Whether for reasons that are strictly functional, cosmetic, or a combination of both, inspection of surface characteristics is a critical step in the manufacture of a vast array of manufactured items.  From a lens surface in a cell phone camera, to a sealing surface in a precision fuel injector, or a solder bump on a semiconductor package, the surface topography and texture have significant bearing on what will ultimately be the difference between a good part and a reject.

It is common to think about optical profilers as instruments for measuring surface roughness.  However, today’s technology is capable of so much more.  At its heart, these systems are optical measuring microscopes for 3D dimensional surface structure analysis.  With a wide range of low-distortion magnifications available, 3D optical profilers can and do often double as vision inspection tools, measuring critical dimensions in addition to topographic information. In fact, one advantage such instruments have over traditional vision based tools is the use of the 3D surface data for measurement of 2D features.

Profiler montage
Zygo’s CSI based optical profilers range from workstations like the Nexview and NewView microscopes, to entry-level tools like the ZeGage system, and application specific instruments like the portable Nomad profiler.

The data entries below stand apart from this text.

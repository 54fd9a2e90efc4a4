use axum::{Router, routing::get};

use super::controller::{
    create_student, delete_student, get_student, get_students, update_student,
};
use crate::state::AppState;

pub fn init_students_router() -> Router<AppState> {
    Router::new()
        .route("/", get(get_students).post(create_student))
        .route(
            "/{id}",
            get(get_student).put(update_student).delete(delete_student),
        )
}
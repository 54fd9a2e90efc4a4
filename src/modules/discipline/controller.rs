use axum::{
    Json,
    extract::{Path, Query, State},
    http::StatusCode,
    response::Response,
};
use chrono::Utc;
use tracing::instrument;

use schoolbase_core::AppError;
use schoolbase_models::ids::{CaseId, UserId};

use super::model::{
    CaseFilterParams, CaseWithStudent, CreateCaseDto, DisciplinaryCase, DisciplineSummary,
    UpdateCaseDto, cases_csv,
};
use super::service::DisciplineService;
use crate::export::csv_attachment;
use crate::middleware::auth::{RequireDiscipline, RequireDisciplineWrite};
use crate::modules::auth::controller::ErrorResponse;
use crate::state::AppState;
use crate::validator::ValidatedJson;

/// Record a disciplinary case
///
/// Patrons may only record cases for male students and Matrons for female students.
#[utoipa::path(
    post,
    path = "/api/discipline/cases",
    request_body = CreateCaseDto,
    responses(
        (status = 201, description = "Case recorded", body = DisciplinaryCase),
        (status = 403, description = "Student outside the caller's gender scope", body = ErrorResponse),
        (status = 404, description = "Student not found", body = ErrorResponse),
        (status = 422, description = "Validation error", body = ErrorResponse)
    ),
    security(("bearer_auth" = [])),
    tag = "Discipline"
)]
#[instrument(skip(state, dto))]
pub async fn create_case(
    State(state): State<AppState>,
    RequireDisciplineWrite(auth_user): RequireDisciplineWrite,
    ValidatedJson(dto): ValidatedJson<CreateCaseDto>,
) -> Result<(StatusCode, Json<DisciplinaryCase>), AppError> {
    let created_by = UserId::from(auth_user.user_id()?);
    let case = DisciplineService::create_case(
        &state.db,
        &*state.notifier,
        &auth_user.roles(),
        created_by,
        dto,
    )
    .await?;
    Ok((StatusCode::CREATED, Json(case)))
}

#[utoipa::path(
    get,
    path = "/api/discipline/cases",
    params(CaseFilterParams),
    responses(
        (status = 200, description = "Cases, newest first", body = Vec<CaseWithStudent>)
    ),
    security(("bearer_auth" = [])),
    tag = "Discipline"
)]
#[instrument(skip(state))]
pub async fn list_cases(
    State(state): State<AppState>,
    RequireDiscipline(auth_user): RequireDiscipline,
    Query(filters): Query<CaseFilterParams>,
) -> Result<Json<Vec<CaseWithStudent>>, AppError> {
    Ok(Json(
        DisciplineService::list_cases(&state.db, &auth_user.roles(), &filters).await?,
    ))
}

#[utoipa::path(
    get,
    path = "/api/discipline/cases/{id}",
    params(("id" = uuid::Uuid, Path, description = "Case ID")),
    responses(
        (status = 200, description = "Case", body = CaseWithStudent),
        (status = 403, description = "Student outside the caller's gender scope", body = ErrorResponse),
        (status = 404, description = "Case not found", body = ErrorResponse)
    ),
    security(("bearer_auth" = [])),
    tag = "Discipline"
)]
#[instrument(skip(state))]
pub async fn get_case(
    State(state): State<AppState>,
    RequireDiscipline(auth_user): RequireDiscipline,
    Path(id): Path<CaseId>,
) -> Result<Json<CaseWithStudent>, AppError> {
    Ok(Json(
        DisciplineService::get_case(&state.db, &auth_user.roles(), id).await?,
    ))
}

#[utoipa::path(
    put,
    path = "/api/discipline/cases/{id}",
    params(("id" = uuid::Uuid, Path, description = "Case ID")),
    request_body = UpdateCaseDto,
    responses(
        (status = 200, description = "Case updated", body = DisciplinaryCase),
        (status = 403, description = "Student outside the caller's gender scope", body = ErrorResponse),
        (status = 404, description = "Case not found", body = ErrorResponse)
    ),
    security(("bearer_auth" = [])),
    tag = "Discipline"
)]
#[instrument(skip(state, dto))]
pub async fn update_case(
    State(state): State<AppState>,
    RequireDisciplineWrite(auth_user): RequireDisciplineWrite,
    Path(id): Path<CaseId>,
    ValidatedJson(dto): ValidatedJson<UpdateCaseDto>,
) -> Result<Json<DisciplinaryCase>, AppError> {
    let case = DisciplineService::update_case(
        &state.db,
        &*state.notifier,
        &auth_user.roles(),
        id,
        dto,
    )
    .await?;
    Ok(Json(case))
}

#[utoipa::path(
    delete,
    path = "/api/discipline/cases/{id}",
    params(("id" = uuid::Uuid, Path, description = "Case ID")),
    responses(
        (status = 204, description = "Case deleted"),
        (status = 403, description = "Student outside the caller's gender scope", body = ErrorResponse),
        (status = 404, description = "Case not found", body = ErrorResponse)
    ),
    security(("bearer_auth" = [])),
    tag = "Discipline"
)]
#[instrument(skip(state))]
pub async fn delete_case(
    State(state): State<AppState>,
    RequireDisciplineWrite(auth_user): RequireDisciplineWrite,
    Path(id): Path<CaseId>,
) -> Result<StatusCode, AppError> {
    DisciplineService::delete_case(&state.db, &auth_user.roles(), id).await?;
    Ok(StatusCode::NO_CONTENT)
}

#[utoipa::path(
    get,
    path = "/api/discipline/summary",
    params(CaseFilterParams),
    responses(
        (status = 200, description = "Case totals", body = DisciplineSummary)
    ),
    security(("bearer_auth" = [])),
    tag = "Discipline"
)]
#[instrument(skip(state))]
pub async fn get_summary(
    State(state): State<AppState>,
    RequireDiscipline(auth_user): RequireDiscipline,
    Query(filters): Query<CaseFilterParams>,
) -> Result<Json<DisciplineSummary>, AppError> {
    Ok(Json(
        DisciplineService::summary(&state.db, &auth_user.roles(), &filters).await?,
    ))
}

#[utoipa::path(
    get,
    path = "/api/discipline/export",
    params(CaseFilterParams),
    responses(
        (status = 200, description = "Cases as CSV", content_type = "text/csv", body = String)
    ),
    security(("bearer_auth" = [])),
    tag = "Discipline"
)]
#[instrument(skip(state))]
pub async fn export_cases(
    State(state): State<AppState>,
    RequireDiscipline(auth_user): RequireDiscipline,
    Query(filters): Query<CaseFilterParams>,
) -> Result<Response, AppError> {
    let cases = DisciplineService::cases_for_export(&state.db, &auth_user.roles(), &filters).await?;
    let filename = format!("disciplinary_cases_{}.csv", Utc::now().date_naive());
    Ok(csv_attachment(&filename, cases_csv(&cases)))
}
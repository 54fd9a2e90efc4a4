pub use schoolbase_models::settings::{SchoolSettings, SettingsPatch, UpdateSettingsDto, Versioned};
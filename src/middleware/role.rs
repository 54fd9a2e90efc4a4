//! Role checks that are not expressed as extractors.
//!
//! - [`require_admin`]: route layer for whole admin routers
//! - [`ensure_accounting_write`]: splits the accounting guard into its
//!   writing role and the read-only oversight roles

use axum::{
    extract::{FromRequestParts, Request, State},
    middleware::Next,
    response::{IntoResponse, Response},
};

use schoolbase_auth::{Role, guards};
use schoolbase_core::AppError;

use crate::middleware::auth::AuthUser;
use crate::state::AppState;

/// Checks the caller against `allowed` before running the inner service.
pub async fn require_roles(
    State(state): State<AppState>,
    req: Request,
    next: Next,
    allowed: &'static [Role],
) -> Result<Response, AppError> {
    let (mut parts, body) = req.into_parts();

    let auth_user = AuthUser::from_request_parts(&mut parts, &state).await?;
    auth_user.authorize(allowed)?;

    let req = Request::from_parts(parts, body);
    Ok(next.run(req).await)
}

/// ```rust,ignore
/// let routes = Router::new()
///     .route("/", get(list_users))
///     .route_layer(middleware::from_fn_with_state(state.clone(), require_admin));
/// ```
pub async fn require_admin(State(state): State<AppState>, req: Request, next: Next) -> Response {
    match require_roles(State(state), req, next, guards::ADMIN).await {
        Ok(response) => response,
        Err(err) => err.into_response(),
    }
}

/// Oversight roles may read the ledger but not change it.
pub fn ensure_accounting_write(auth_user: &AuthUser) -> Result<(), AppError> {
    if auth_user.roles().intersects(guards::ACCOUNTING_WRITE) {
        return Ok(());
    }
    Err(AppError::forbidden("Read-only role"))
}

#[cfg(test)]
mod tests {
    use super::*;
    use axum::http::StatusCode;
    use schoolbase_auth::Claims;

    fn auth_user(roles: Vec<Role>) -> AuthUser {
        AuthUser(Claims {
            sub: uuid::Uuid::new_v4().to_string(),
            email: "finance@example.com".to_string(),
            roles,
            exp: 9999999999,
            iat: 1234567890,
        })
    }

    #[test]
    fn test_accountant_may_write() {
        assert!(ensure_accounting_write(&auth_user(vec![Role::Accountant])).is_ok());
    }

    #[test]
    fn test_oversight_roles_are_read_only() {
        for role in [Role::Headmaster, Role::ItSupport] {
            let err = ensure_accounting_write(&auth_user(vec![role])).unwrap_err();
            assert_eq!(err.status, StatusCode::FORBIDDEN);
            assert_eq!(err.error.to_string(), "Read-only role");
        }
    }
}
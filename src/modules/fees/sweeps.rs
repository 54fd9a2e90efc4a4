//! Time-triggered fee passes shared by the scheduler and the manual triggers.
//!
//! Each pass takes `today` explicitly. State changes commit per batch before
//! any guardian is notified, and a failed delivery only counts against the
//! report.

use anyhow::{Context, anyhow};
use chrono::{Datelike, Months, NaiveDate};
use sqlx::PgPool;
use tracing::{info, instrument, warn};

use schoolbase_core::AppError;
use schoolbase_models::fees::{days_overdue, total_due};
use schoolbase_models::ids::{InvoiceId, StudentId};
use schoolbase_models::{NotificationEvent, SchoolSettings};

use crate::metrics::track_sweep;
use crate::modules::fees::model::{OverdueInvoiceRow, SweepReport};
use crate::notifier::{Notifier, dispatch_notification};

const BATCH_SIZE: i64 = 200;

pub struct FeeSweeps;

impl FeeSweeps {
    /// Marks outstanding invoices past their due date as overdue, one
    /// committed batch at a time, and notifies guardians per transition.
    #[instrument(skip(db, notifier, settings))]
    pub async fn run_overdue_sweep(
        db: &PgPool,
        notifier: &dyn Notifier,
        settings: &SchoolSettings,
        today: NaiveDate,
    ) -> Result<SweepReport, AppError> {
        let mut report = SweepReport::default();

        loop {
            let mut tx = db.begin().await?;

            let rows = sqlx::query_as::<_, OverdueInvoiceRow>(
                r#"
                WITH batch AS (
                    SELECT id FROM fee_invoices
                    WHERE status IN ('unpaid', 'partial')
                      AND due_date < $1
                    ORDER BY due_date, id
                    LIMIT $2
                    FOR UPDATE SKIP LOCKED
                ), updated AS (
                    UPDATE fee_invoices i
                    SET status = 'overdue', updated_at = NOW()
                    FROM batch
                    WHERE i.id = batch.id
                    RETURNING i.id, i.student_id, i.term, i.amount, i.balance, i.status, i.due_date, i.late_fee
                )
                SELECT u.id, u.student_id, s.first_name || ' ' || s.last_name AS student_name,
                       u.term, u.amount, u.balance, u.status, u.due_date, u.late_fee
                FROM updated u
                JOIN students s ON s.id = u.student_id
                ORDER BY u.due_date, u.id
                "#,
            )
            .bind(today)
            .bind(BATCH_SIZE)
            .fetch_all(&mut *tx)
            .await
            .context("Failed to mark overdue invoices")
            .map_err(AppError::database)?;

            tx.commit().await?;

            let batch_len = rows.len();
            for row in rows {
                let event = NotificationEvent::fee_overdue(
                    row.student_id,
                    &row.student_name,
                    row.id,
                    &row.term,
                    total_due(row.balance, row.late_fee),
                    days_overdue(row.due_date, today),
                    row.due_date,
                    &settings.currency,
                );
                report.processed += 1;
                if dispatch_notification(db, notifier, &event).await.failed > 0 {
                    report.failed += 1;
                }
            }

            if (batch_len as i64) < BATCH_SIZE {
                break;
            }
        }

        track_sweep("overdue", report.processed as u64, report.failed as u64);
        info!(processed = report.processed, failed = report.failed, "Overdue sweep finished");
        Ok(report)
    }

    /// Reminds guardians about invoices due exactly `reminder_days_ahead`
    /// days from `today`. Nothing is written, so a second run re-sends.
    #[instrument(skip(db, notifier, settings))]
    pub async fn run_reminder_sweep(
        db: &PgPool,
        notifier: &dyn Notifier,
        settings: &SchoolSettings,
        today: NaiveDate,
    ) -> Result<SweepReport, AppError> {
        let target = today + chrono::Duration::days(settings.reminder_days_ahead);

        let rows = sqlx::query_as::<_, OverdueInvoiceRow>(
            r#"
            SELECT i.id, i.student_id, s.first_name || ' ' || s.last_name AS student_name,
                   i.term, i.amount, i.balance, i.status, i.due_date, i.late_fee
            FROM fee_invoices i
            JOIN students s ON s.id = i.student_id
            WHERE i.status IN ('unpaid', 'partial')
              AND i.due_date = $1
            ORDER BY i.id
            "#,
        )
        .bind(target)
        .fetch_all(db)
        .await
        .context("Failed to fetch invoices due for a reminder")
        .map_err(AppError::database)?;

        let mut report = SweepReport::default();
        for row in rows {
            let event = NotificationEvent::fee_reminder(
                row.student_id,
                &row.student_name,
                row.id,
                &row.term,
                total_due(row.balance, row.late_fee),
                target,
                &settings.currency,
            );
            report.processed += 1;
            if dispatch_notification(db, notifier, &event).await.failed > 0 {
                report.failed += 1;
            }
        }

        track_sweep("reminders", report.processed as u64, report.failed as u64);
        info!(processed = report.processed, due_date = %target, "Reminder sweep finished");
        Ok(report)
    }

    /// Logs overdue invoices that carry a late fee and are past the grace
    /// period. The late fee stays a separate field; nothing is written.
    #[instrument(skip(db, settings))]
    pub async fn review_late_fees(
        db: &PgPool,
        settings: &SchoolSettings,
        today: NaiveDate,
    ) -> Result<SweepReport, AppError> {
        let cutoff = today - chrono::Duration::days(settings.late_fee_grace_days.max(0));

        let rows = sqlx::query_as::<_, (InvoiceId, StudentId, f64, f64, Option<NaiveDate>)>(
            r#"
            SELECT id, student_id, balance, late_fee, due_date
            FROM fee_invoices
            WHERE status = 'overdue'
              AND late_fee > 0
              AND due_date < $1
            ORDER BY due_date, id
            "#,
        )
        .bind(cutoff)
        .fetch_all(db)
        .await
        .context("Failed to fetch invoices past the late fee grace period")
        .map_err(AppError::database)?;

        for (invoice_id, student_id, balance, late_fee, due_date) in &rows {
            warn!(
                %invoice_id,
                %student_id,
                balance,
                late_fee,
                due_date = ?due_date,
                total_due = total_due(*balance, *late_fee),
                "Invoice past late fee grace period"
            );
        }

        let report = SweepReport {
            processed: rows.len(),
            failed: 0,
        };
        track_sweep("late_fees", report.processed as u64, 0);
        Ok(report)
    }

    /// On the first of the month, sends each student's guardians the totals
    /// for invoices raised during the previous month.
    #[instrument(skip(db, notifier, settings))]
    pub async fn run_monthly_statements(
        db: &PgPool,
        notifier: &dyn Notifier,
        settings: &SchoolSettings,
        today: NaiveDate,
    ) -> Result<SweepReport, AppError> {
        if today.day() != 1 {
            return Ok(SweepReport::default());
        }

        let start = today
            .checked_sub_months(Months::new(1))
            .ok_or_else(|| AppError::internal(anyhow!("No month before {}", today)))?;
        let month = start.format("%Y-%m").to_string();

        let rows = sqlx::query_as::<_, (StudentId, String, f64, f64)>(
            r#"
            SELECT i.student_id, s.first_name || ' ' || s.last_name,
                   COALESCE(SUM(i.amount), 0), COALESCE(SUM(i.balance + i.late_fee), 0)
            FROM fee_invoices i
            JOIN students s ON s.id = i.student_id
            WHERE i.created_at::date >= $1
              AND i.created_at::date < $2
            GROUP BY i.student_id, s.first_name, s.last_name
            ORDER BY s.last_name, s.first_name
            "#,
        )
        .bind(start)
        .bind(today)
        .fetch_all(db)
        .await
        .context("Failed to build monthly statements")
        .map_err(AppError::database)?;

        let mut report = SweepReport::default();
        for (student_id, name, invoiced, outstanding) in rows {
            let event = NotificationEvent::monthly_statement(
                student_id,
                &name,
                &month,
                invoiced,
                outstanding,
                &settings.currency,
            );
            report.processed += 1;
            if dispatch_notification(db, notifier, &event).await.failed > 0 {
                report.failed += 1;
            }
        }

        track_sweep("monthly_statements", report.processed as u64, report.failed as u64);
        info!(month = %month, processed = report.processed, "Monthly statements sent");
        Ok(report)
    }
}
use crate::{env_flag, env_or};

/// Background job scheduler settings.
#[derive(Clone, Debug)]
pub struct JobsConfig {
    pub enabled: bool,
    /// Seed value for the reminder lead time when no stored settings exist yet.
    pub reminder_days_ahead: i64,
    pub overdue_interval_secs: u64,
    pub daily_interval_secs: u64,
}

impl Default for JobsConfig {
    fn default() -> Self {
        Self {
            enabled: true,
            reminder_days_ahead: 3,
            overdue_interval_secs: 3600,
            daily_interval_secs: 86_400,
        }
    }
}

impl JobsConfig {
    pub fn from_env() -> Self {
        let defaults = Self::default();
        Self {
            enabled: env_flag("JOBS_ENABLED", defaults.enabled),
            reminder_days_ahead: env_or("REMINDER_DAYS_AHEAD", defaults.reminder_days_ahead),
            overdue_interval_secs: env_or("OVERDUE_SWEEP_INTERVAL_SECS", defaults.overdue_interval_secs),
            daily_interval_secs: env_or("DAILY_JOB_INTERVAL_SECS", defaults.daily_interval_secs),
        }
    }
}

This combination of 2D and 3D can be very useful for measurements where there is not good intensity contrast between the areas of interest, but a distinct and detectable height difference.

Coherence scanning interferometry

At the core, a coherence scanning interferometer (CSI) based profiler (as shown here)  is a high-performance automated optical microscope using special interferometric objectives that serve multiple functions.  First, they provide high-quality, low-distortion imaging and magnification.

The profiler illumination projects through the objective, where a beamsplitter sends a portion of the light to a reference mirror, and some of the light to the part being measured. When the optical distance in each of the legs’ interferometer is equal, the reflections from the two surfaces interfere, resulting in interference fringes on a detector. By changing the distance in one of the interferometer legs, the interference signal is ‘modulated’ and the signal at the detector can be converted into a height map. This map is the areal surface topography of our part.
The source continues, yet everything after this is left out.